WHAT IS BEING ASKED: Print each of the entries exactly, leaving nothing out.

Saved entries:
● ● ●

use crate::core::sse::SseDecoder;
use crate::domain::model::{BuildRequest, FormMode};
use crate::domain::ports::{BuildTrigger, ConfigProvider, LogSource, LogStream};
use crate::utils::error::{Result, RunnerError};
use async_trait::async_trait;
use reqwest::header::ACCEPT;
use reqwest::{Client, Response};
use std::collections::VecDeque;
use url::Url;

const EVENT_STREAM: &str = "text/event-stream";

/// reqwest client for the build server. Implements both the trigger and the
/// log source ports.
#[derive(Debug, Clone)]
pub struct HttpBuildClient {
    client: Client,
    base_url: String,
    trigger_path: String,
    logs_path: String,
    run_path: String,
}

impl HttpBuildClient {
    pub fn new(base_url: impl Into<String>) -> Self {
        Self {
            client: Client::new(),
            base_url: base_url.into(),
            trigger_path: "/build/run".to_string(),
            logs_path: "/build/logs".to_string(),
            run_path: "/api/run".to_string(),
        }
    }

    pub fn from_config<C: ConfigProvider>(config: &C) -> Self {
        Self {
            client: Client::new(),
            base_url: config.base_url().to_string(),
            trigger_path: config.trigger_path().to_string(),
            logs_path: config.logs_path().to_string(),
            run_path: config.run_path().to_string(),
        }
    }

    fn endpoint(&self, path: &str) -> Result<Url> {
        let url = format!("{}{}", self.base_url.trim_end_matches('/'), path);
        Ok(Url::parse(&url)?)
    }

    pub fn trigger_url(&self) -> Result<Url> {
        self.endpoint(&self.trigger_path)
    }

    /// `{logs_path}?repoUrl=<percent-encoded>`
    pub fn logs_url(&self, request: &BuildRequest) -> Result<Url> {
        let mut url = self.endpoint(&self.logs_path)?;
        url.query_pairs_mut()
            .append_pair("repoUrl", &request.repository_url);
        Ok(url)
    }

    pub fn run_url(&self) -> Result<Url> {
        self.endpoint(&self.run_path)
    }
}

#[async_trait]
impl BuildTrigger for HttpBuildClient {
    async fn trigger(&self, request: &BuildRequest) -> Result<()> {
        let url = self.trigger_url()?;
        tracing::debug!("POST {}", url);

        let response = self
            .client
            .post(url)
            .json(&request.payload())
            .send()
            .await
            .map_err(|e| RunnerError::TriggerError {
                message: e.to_string(),
            })?;

        // 只在乎請求是否送達，回應內容不當作日誌
        if !response.status().is_success() {
            tracing::warn!("Build server answered the trigger with {}", response.status());
        }
        Ok(())
    }
}

#[async_trait]
impl LogSource for HttpBuildClient {
    async fn open(&self, request: &BuildRequest) -> Result<Box<dyn LogStream>> {
        let builder = match request.mode {
            FormMode::Strict => {
                let url = self.logs_url(request)?;
                tracing::debug!("GET {}", url);
                self.client.get(url)
            }
            FormMode::MultiField => {
                let url = self.run_url()?;
                tracing::debug!("POST {}", url);
                self.client.post(url).json(&request.payload())
            }
        };

        let response = builder.header(ACCEPT, EVENT_STREAM).send().await?;

        let status = response.status();
        if !status.is_success() {
            let body = response.text().await.unwrap_or_default();
            return Err(RunnerError::ServerStatusError {
                status: status.as_u16(),
                body,
            });
        }

        Ok(Box::new(HttpLogStream::new(response)))
    }
}

pub struct HttpLogStream {
    response: Response,
    decoder: SseDecoder,
    ready: VecDeque<String>,
    finished: bool,
}

impl HttpLogStream {
    fn new(response: Response) -> Self {
        Self {
            response,
            decoder: SseDecoder::new(),
            ready: VecDeque::new(),
            finished: false,
        }
    }
}

#[async_trait]
impl LogStream for HttpLogStream {
    async fn next_line(&mut self) -> Option<Result<String>> {
        loop {
            if let Some(line) = self.ready.pop_front() {
                return Some(Ok(line));
            }
            if self.finished {
                return None;
            }

            match self.response.chunk().await {
                Ok(Some(bytes)) => self.ready.extend(self.decoder.feed(&bytes)),
                Ok(None) => self.finished = true,
                Err(e) => {
                    self.finished = true;
                    return Some(Err(RunnerError::stream(e.to_string())));
                }
            }
        }
    }
}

● ● ●

SOLVED EXERCISE:
use crate::core::sse::SseDecoder;
use crate::domain::model::{BuildRequest, FormMode};
use crate::domain::ports::{BuildTrigger, ConfigProvider, LogSource, LogStream};
use crate::utils::error::{Result, RunnerError};
use async_trait::async_trait;
use reqwest::header::ACCEPT;
use reqwest::{Client, Response};
use std::collections::VecDeque;
use url::Url;

const EVENT_STREAM: &str = "text/event-stream";

/// reqwest client for the build server. Implements both the trigger and the
/// log source ports.
#[derive(Debug, Clone)]
pub struct HttpBuildClient {
    client: Client,
    base_url: String,
    trigger_path: String,
    logs_path: String,
    run_path: String,
}

impl HttpBuildClient {
    pub fn new(base_url: impl Into<String>) -> Self {
        Self {
            client: Client::new(),
            base_url: base_url.into(),
            trigger_path: "/build/run".to_string(),
            logs_path: "/build/logs".to_string(),
            run_path: "/api/run".to_string(),
        }
    }

    pub fn from_config<C: ConfigProvider>(config: &C) -> Self {
        Self {
            client: Client::new(),
            base_url: config.base_url().to_string(),
            trigger_path: config.trigger_path().to_string(),
            logs_path: config.logs_path().to_string(),
            run_path: config.run_path().to_string(),
        }
    }

    fn endpoint(&self, path: &str) -> Result<Url> {
        let url = format!("{}{}", self.base_url.trim_end_matches('/'), path);
        Ok(Url::parse(&url)?)
    }

    pub fn trigger_url(&self) -> Result<Url> {
        self.endpoint(&self.trigger_path)
    }

    /// `{logs_path}?repoUrl=<percent-encoded>`
    pub fn logs_url(&self, request: &BuildRequest) -> Result<Url> {
        let mut url = self.endpoint(&self.logs_path)?;
        url.query_pairs_mut()
            .append_pair("repoUrl", &request.repository_url);
        Ok(url)
    }

    pub fn run_url(&self) -> Result<Url> {
        self.endpoint(&self.run_path)
    }
}

#[async_trait]
impl BuildTrigger for HttpBuildClient {
    async fn trigger(&self, request: &BuildRequest) -> Result<()> {
        let url = self.trigger_url()?;
        tracing::debug!("POST {}", url);

        let response = self
            .client
            .post(url)
            .json(&request.payload())
            .send()
            .await
            .map_err(|e| RunnerError::TriggerError {
                message: e.to_string(),
            })?;

        // 只在乎請求是否送達，回應內容不當作日誌
        if !response.status().is_success() {
            tracing::warn!("Build server answered the trigger with {}", response.status());
        }
        Ok(())
    }
}

#[async_trait]
impl LogSource for HttpBuildClient {
    async fn open(&self, request: &BuildRequest) -> Result<Box<dyn LogStream>> {
        let builder = match request.mode {
            FormMode::Strict => {
                let url = self.logs_url(request)?;
                tracing::debug!("GET {}", url);
                self.client.get(url)
            }
            FormMode::MultiField => {
                let url = self.run_url()?;
                tracing::debug!("POST {}", url);
                self.client.post(url).json(&request.payload())
            }
        };

        let response = builder.header(ACCEPT, EVENT_STREAM).send().await?;

        let status = response.status();
        if !status.is_success() {
            let body = response.text().await.unwrap_or_default();
            return Err(RunnerError::ServerStatusError {
                status: status.as_u16(),
                body,
            });
        }

        Ok(Box::new(HttpLogStream::new(response)))
    }
}

pub struct HttpLogStream {
    response: Response,
    decoder: SseDecoder,
    ready: VecDeque<String>,
    finished: bool,
}

impl HttpLogStream {
    fn new(response: Response) -> Self {
        Self {
            response,
            decoder: SseDecoder::new(),
            ready: VecDeque::new(),
            finished: false,
        }
    }
}

#[async_trait]
impl LogStream for HttpLogStream {
    async fn next_line(&mut self) -> Option<Result<String>> {
        loop {
            if let Some(line) = self.ready.pop_front() {
                return Some(Ok(line));
            }
            if self.finished {
                return None;
            }

            match self.response.chunk().await {
                Ok(Some(bytes)) => self.ready.extend(self.decoder.feed(&bytes)),
                Ok(None) => self.finished = true,
                Err(e) => {
                    self.finished = true;
                    return Some(Err(RunnerError::stream(e.to_string())));
                }
            }
        }
    }
}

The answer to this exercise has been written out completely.